When she asked for her clothes, a matron told her, “We’re going to teach you.” She took her to a dark basement in just her undershirt and panties and left. Hours passed before another matron came, took her to her dorm, threw a nightgown at her and ordered her to bed.

The next day, she got the school’s uniform — a white shirt with a Peter Pan collar, pedal pusher pants and saddle shoes. She was taken to church and asked if she was Catholic or Episcopal. When she said she thought they were the same, they put a metal cross in her hand, told her she’d be Episcopal and said she should “go pray for forgiveness for who you are.”

Brought Plenty became known by her assigned number — 199. When she whispered in Lakota to another classmate, a teacher told her to put out her hands and smacked her knuckles with a ruler. Another frequent punishment: She was taken to a hallway, where she was told to kneel and stretch out her arms with her palms up. Bricks were put in each hand and she was left in that position for hours.

“They beat me so bad at times, threatening that when they finished with me,” she said, “I’d never remember a word of my Indian language.”

She thought about running away during her 4½ years at Pierre, which is now tribally run with classes on Native culture and history. Escape seemed impossible, she said, because she didn’t know what direction her home was in.

In second grade, one of her friends, Lucy, did run away with another girl. They were caught and brought back. After they returned, a matron rang a bell. She ordered all the girls in Brought Plenty’s dorm to get out of bed. Get hand towels, she told them, and go to the washroom. Wet the towel with hot water, don’t wring it out, and stick open safety pins in it. Form two lines, she told them, and as the runaways walked by naked, smack them with the hot towels and pins.

“When Lucy got to me she looked at me, eye-to-eye,” Brought Plenty said. “I couldn’t hit her. She was my friend. I just stared at her.” A matron grabbed Brought Plenty, ripped off her nightgown and pushed her into the gantlet. The other girls hit her.

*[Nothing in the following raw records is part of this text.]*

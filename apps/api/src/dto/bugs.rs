use bugzot_domain::Bug;
use serde::{Deserialize, Serialize};
use ts_rs::TS;

use super::double_option;

/// Incoming payload for filing a bug.
#[derive(Debug, Deserialize, TS)]
#[ts(
    export,
    export_to = "../../../packages/api-types/src/generated/create-bug-request.ts"
)]
pub struct CreateBugRequest {
    pub title: String,
    pub description: String,
    pub priority: Option<String>,
    pub assignee_id: Option<String>,
}

/// Partial bug update; `assignee_id: null` unassigns.
#[derive(Debug, Deserialize, TS)]
#[ts(
    export,
    export_to = "../../../packages/api-types/src/generated/update-bug-request.ts"
)]
pub struct UpdateBugRequest {
    pub title: Option<String>,
    pub description: Option<String>,
    pub priority: Option<String>,
    #[serde(default, deserialize_with = "double_option")]
    #[ts(type = "string | null | undefined")]
    pub assignee_id: Option<Option<String>>,
}

/// Incoming payload for a workflow transition.
#[derive(Debug, Deserialize, TS)]
#[ts(
    export,
    export_to = "../../../packages/api-types/src/generated/transition-status-request.ts"
)]
pub struct TransitionStatusRequest {
    pub status: String,
}

/// API representation of a bug.
#[derive(Debug, Serialize, TS)]
#[ts(
    export,
    export_to = "../../../packages/api-types/src/generated/bug-response.ts"
)]
pub struct BugResponse {
    pub id: String,
    pub product_id: String,
    pub reporter_id: String,
    pub assignee_id: Option<String>,
    pub title: String,
    pub description: String,
    pub status: String,
    pub priority: String,
    pub created_at: String,
    pub updated_at: String,
}

impl From<Bug> for BugResponse {
    fn from(value: Bug) -> Self {
        Self {
            id: value.id.to_string(),
            product_id: value.product_id.to_string(),
            reporter_id: value.reporter_id.to_string(),
            assignee_id: value.assignee_id.map(|user_id| user_id.to_string()),
            title: value.title,
            description: value.description,
            status: value.status.as_str().to_owned(),
            priority: value.priority.as_str().to_owned(),
            created_at: value.created_at.to_rfc3339(),
            updated_at: value.updated_at.to_rfc3339(),
        }
    }
}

“It was horrible,” Brought Plenty said. “I think I was in shock.”

She didn’t see Lucy again.

In class, Brought Plenty would draw trees, the Black Hills and animals as a way, she said, “to get my mind away.” But sometimes she’d be caught, and her creations would be crumpled up and thrown away. Then her artwork impressed one teacher, who asked her to draw pictures of fish and other animals that were used in science classes.

“I figured out what they liked and realized I wasn’t going to get hit if I did what they liked,” she said. “I quickly realized at a young age that my art could save me.”

She was chosen for piano lessons, but had to fight with other girls to practice at the one piano, Brought Plenty said. All of them scrubbed floors, sometimes with bleach and a toothbrush, and wiped down walls or shined chrome counters, earning “spare time” to play jacks or basketball or to go skating. Brought Plenty stayed at Pierre until she was in the fifth grade.

For years, Brought Plenty, who went on to work as an HIV educator, teach art and library sciences at elementary schools in the Dallas area and raise four children, struggled with bouts of depression. Sometimes she punished herself by isolating from her family. She stopped showering — a flashback to years at Pierre when matrons stood in the shower area. “They’d jerk back the curtains,” she said, “to look at you and call you names.”

“They’d call us ‘you damn dirty Indians’ and only allow us to shower once a week,” she recalled.

Brought Plenty tried to get help. At 13, she went to a doctor and told him she wanted to hurt herself. “He told me, ‘That’s nonsense,’” she recalled. At 16, she started cutting herself — a coping habit that continued off and on into her late 50s. At 21, a psychiatrist prescribed Valium that left her feeling “zoned out.” She said she attempted suicide three times.

About eight months ago, Brought Plenty started to draw and paint to show her experiences at boarding school. In one of her pictures, a young Indian girl runs as a nun chases her. The girl is her, and she’s wearing a white shirt with a Peter Pan collar just like the one Brought Plenty wore at boarding school.

“Artwork,” she said, “allows me to heal. It’s my freedom.”